When I got the replacement disk several weeks later, I restored the files and rebooted the server with all disks at the same locations as before. Then I left it alone for the next ~24 hours doing other things before I discovered the complete mess that had been created in my absence.

It took me a good day or two to sort the mess out putting all the right files back in the right folders. Fortunately, I don’t think there had been any unexpected collisions or deletions to speak of.

So was the disk restored as a whole (including config, database and data) from the borken disk, or was the data restored from the disk and the config from time machine? What’s the relation between the two?

I was under the assumption that the disk image was fully restored where everything was resident.

The replacement disk was restored from the backup. The broken disk was unreadable and could not be used for anything.
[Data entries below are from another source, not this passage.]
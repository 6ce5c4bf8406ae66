use std::time::Duration;

use secrecy::SecretString;
use serde::Deserialize;

/// Backing store the daemon connects to.
#[derive(Clone, Copy, Debug, Default, PartialEq, Eq, Deserialize)]
#[serde(rename_all = "lowercase")]
pub enum Backend {
    #[default]
    Redis,
    Sqlite,
    Memory,
}

#[derive(Debug, Deserialize)]
pub struct Config {
    #[serde(default)]
    pub backend: Backend,

    #[serde(default = "defaults::redis_addr")]
    pub redis_addr: String,
    #[serde(default)]
    pub redis_password: Option<SecretString>,
    #[serde(default)]
    pub redis_db: i64,

    pub db_path: Option<String>,

    #[serde(default = "defaults::visibility_secs")]
    pub default_visibility_secs: u64,
    #[serde(default = "defaults::max_retries")]
    pub max_retries: u32,
    #[serde(default = "defaults::dead_letter_queue")]
    pub dead_letter_queue: String,

    #[serde(default = "defaults::reaper_interval_ms")]
    pub reaper_interval_ms: u64,
    #[serde(default = "defaults::reaper_grace_secs")]
    pub reaper_grace_secs: u64,
}

mod defaults {
    pub fn redis_addr() -> String {
        "localhost:6379".to_owned()
    }

    pub fn visibility_secs() -> u64 {
        30
    }

    pub fn max_retries() -> u32 {
        3
    }

    pub fn dead_letter_queue() -> String {
        "dead-letter".to_owned()
    }

    pub fn reaper_interval_ms() -> u64 {
        1000
    }

    pub fn reaper_grace_secs() -> u64 {
        30
    }
}

impl Config {
    pub fn load() -> eyre::Result<Self> {
        Ok(envy::prefixed("LEASEMQ_").from_env::<Self>()?)
    }

    pub fn db_path(&self) -> &str {
        self.db_path
            .as_ref()
            .map(|s| s.as_str())
            .unwrap_or("leasemq.db")
    }

    pub fn default_visibility(&self) -> Duration {
        Duration::from_secs(self.default_visibility_secs)
    }

    pub fn reaper_interval(&self) -> Duration {
        Duration::from_millis(self.reaper_interval_ms)
    }

    /// How long an in-flight message may sit without a lease before the
    /// reaper hands it back.
    pub fn reaper_grace(&self) -> Duration {
        Duration::from_secs(self.reaper_grace_secs)
    }
}

impl Default for Config {
    fn default() -> Self {
        Self {
            backend: Backend::default(),
            redis_addr: defaults::redis_addr(),
            redis_password: None,
            redis_db: 0,
            db_path: None,
            default_visibility_secs: defaults::visibility_secs(),
            max_retries: defaults::max_retries(),
            dead_letter_queue: defaults::dead_letter_queue(),
            reaper_interval_ms: defaults::reaper_interval_ms(),
            reaper_grace_secs: defaults::reaper_grace_secs(),
        }
    }
}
The original and the replacement disks had the same size and manufacturer and the complete disk contents were restored, so the layout and contents of the file system should have been the same before and after the backup.

However, I’m pretty sure that the restoration was done on the file level, not block level, so it’s possible that things like inode numbers could have changed. For sure the disk UUID must have changed and quite possibly the file system fsid too, I’m not sure.

We do not use disk UUID so it’s not that. I still dont understand where time machine comes in here.

Time Machine aka backupd is the name of the macOS backup service.

It runs at regular intervals and makes full file system backups onto an external disk. With APFS on the source disk (which I was using), an atomic snapshot of the file system is made before the backup runs so that the backup’s state is guaranteed to be internally consistent.